ADDITION of the beta-hydroxy-beta-methylglutaryl-CoA (HmG-CoA) reductase inhibitor lovastatin to human HEK cells transfected with the amyloid precursor protein (APP) reduces intracellular cholesterol/protein ratios by 50%, and markedly inhibits beta-secretase cleavage of newly-synthesized APP. Exogenous water-solubilized cholesterol at 200 mu g/ml concentration increases newly synthesized beta-amyloidogenic products four-fold. These intracellular changes are detectable by immunoprecipitation and immunofluorescent labelling.
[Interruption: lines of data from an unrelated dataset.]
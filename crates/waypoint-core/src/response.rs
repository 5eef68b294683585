//! Conversions from handler values into HTTP responses.
//!
//! | Value | Status | Content-Type |
//! |-------|--------|--------------|
//! | `&'static str`, `String` | 200 | `text/plain; charset=utf-8` |
//! | `serde_json::Value`, [`Json<T>`] | 200 | `application/json` |
//! | `(StatusCode, T)` | given | from `T` |
//! | [`Redirect`] | 301/302/303/307/308 | none |
//! | [`Response`] | unchanged | unchanged |

use bytes::Bytes;
use http::header::{HeaderValue, LOCATION};
use http::StatusCode;
use serde::Serialize;

use crate::error::HandlerError;
use crate::types::{Response, ResponseExt};

/// Conversion into a [`Response`].
pub trait IntoResponse {
    /// Builds the response.
    fn into_response(self) -> Response;
}

impl IntoResponse for Response {
    fn into_response(self) -> Response {
        self
    }
}

impl IntoResponse for &'static str {
    fn into_response(self) -> Response {
        Response::text(StatusCode::OK, self)
    }
}

impl IntoResponse for String {
    fn into_response(self) -> Response {
        Response::text(StatusCode::OK, self)
    }
}

impl IntoResponse for serde_json::Value {
    fn into_response(self) -> Response {
        Json(self).into_response()
    }
}

impl IntoResponse for StatusCode {
    fn into_response(self) -> Response {
        Response::with_status(self)
    }
}

impl<T: IntoResponse> IntoResponse for (StatusCode, T) {
    fn into_response(self) -> Response {
        let mut response = self.1.into_response();
        *response.status_mut() = self.0;
        response
    }
}

/// A JSON body.
///
/// Serialization failures render as a 500 response.
///
/// ```
/// use waypoint_core::{IntoResponse, Json};
///
/// let response = Json(serde_json::json!({ "id": 1 })).into_response();
/// assert_eq!(response.headers()["content-type"], "application/json");
/// ```
#[derive(Debug, Clone, Copy, Default)]
pub struct Json<T>(pub T);

impl<T: Serialize> IntoResponse for Json<T> {
    fn into_response(self) -> Response {
        match serde_json::to_vec(&self.0) {
            Ok(body) => Response::json_bytes(StatusCode::OK, body),
            Err(err) => {
                tracing::error!(error = %err, "failed to serialize JSON response");
                HandlerError::internal("response serialization failed").into_response()
            }
        }
    }
}

/// An HTTP redirect.
#[derive(Debug, Clone, PartialEq, Eq)]
pub struct Redirect {
    status: StatusCode,
    location: String,
}

impl Redirect {
    /// 302 Found.
    pub fn to(location: impl Into<String>) -> Self {
        Self::with_status(StatusCode::FOUND, location)
    }

    /// 301 Moved Permanently.
    pub fn permanent(location: impl Into<String>) -> Self {
        Self::with_status(StatusCode::MOVED_PERMANENTLY, location)
    }

    /// 303 See Other.
    pub fn see_other(location: impl Into<String>) -> Self {
        Self::with_status(StatusCode::SEE_OTHER, location)
    }

    /// 307 Temporary Redirect.
    pub fn temporary(location: impl Into<String>) -> Self {
        Self::with_status(StatusCode::TEMPORARY_REDIRECT, location)
    }

    fn with_status(status: StatusCode, location: impl Into<String>) -> Self {
        Self {
            status,
            location: location.into(),
        }
    }

    /// The redirect status.
    #[must_use]
    pub fn status(&self) -> StatusCode {
        self.status
    }

    /// The target location.
    #[must_use]
    pub fn location(&self) -> &str {
        &self.location
    }
}

impl IntoResponse for Redirect {
    fn into_response(self) -> Response {
        match HeaderValue::try_from(self.location) {
            Ok(location) => {
                let mut response = Response::with_status(self.status);
                response.headers_mut().insert(LOCATION, location);
                response
            }
            Err(err) => {
                tracing::error!(error = %err, "invalid redirect location");
                HandlerError::internal("invalid redirect location").into_response()
            }
        }
    }
}

impl HandlerError {
    /// Renders the JSON error envelope with this error's status.
    #[must_use]
    pub fn to_response(&self, request_id: Option<&str>) -> Response {
        let envelope = self.to_envelope(request_id);
        let body = serde_json::to_vec(&envelope).map_or_else(
            |_| Bytes::from_static(br#"{"error":{"status":500,"code":"internal_server_error"}}"#),
            Bytes::from,
        );
        Response::json_bytes(self.status_code(), body)
    }
}

impl IntoResponse for HandlerError {
    fn into_response(self) -> Response {
        self.to_response(None)
    }
}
Analyses of the fragments captured from culture medium by an N-terminal anti-beta-amyloid antibody on ProteinChip arrays and detected using surface-enhanced laser desorption/ionization (SELDI) mass spectrometry revealed that culture with cholesterol (200 mu g/ml) increased secretion of beta-amyloid 1-40 by 1.8-fold, and increased secretion of beta-amgloid 1-42. Changes in APP processing by cholesterol may mediate the way in which the ApoE4 allele increases risk of developing Alzheimer's disease (AD) in western populations. NeuroReport 10:1699-1705 (C) 1999 Lippincott Williams & Wilkins.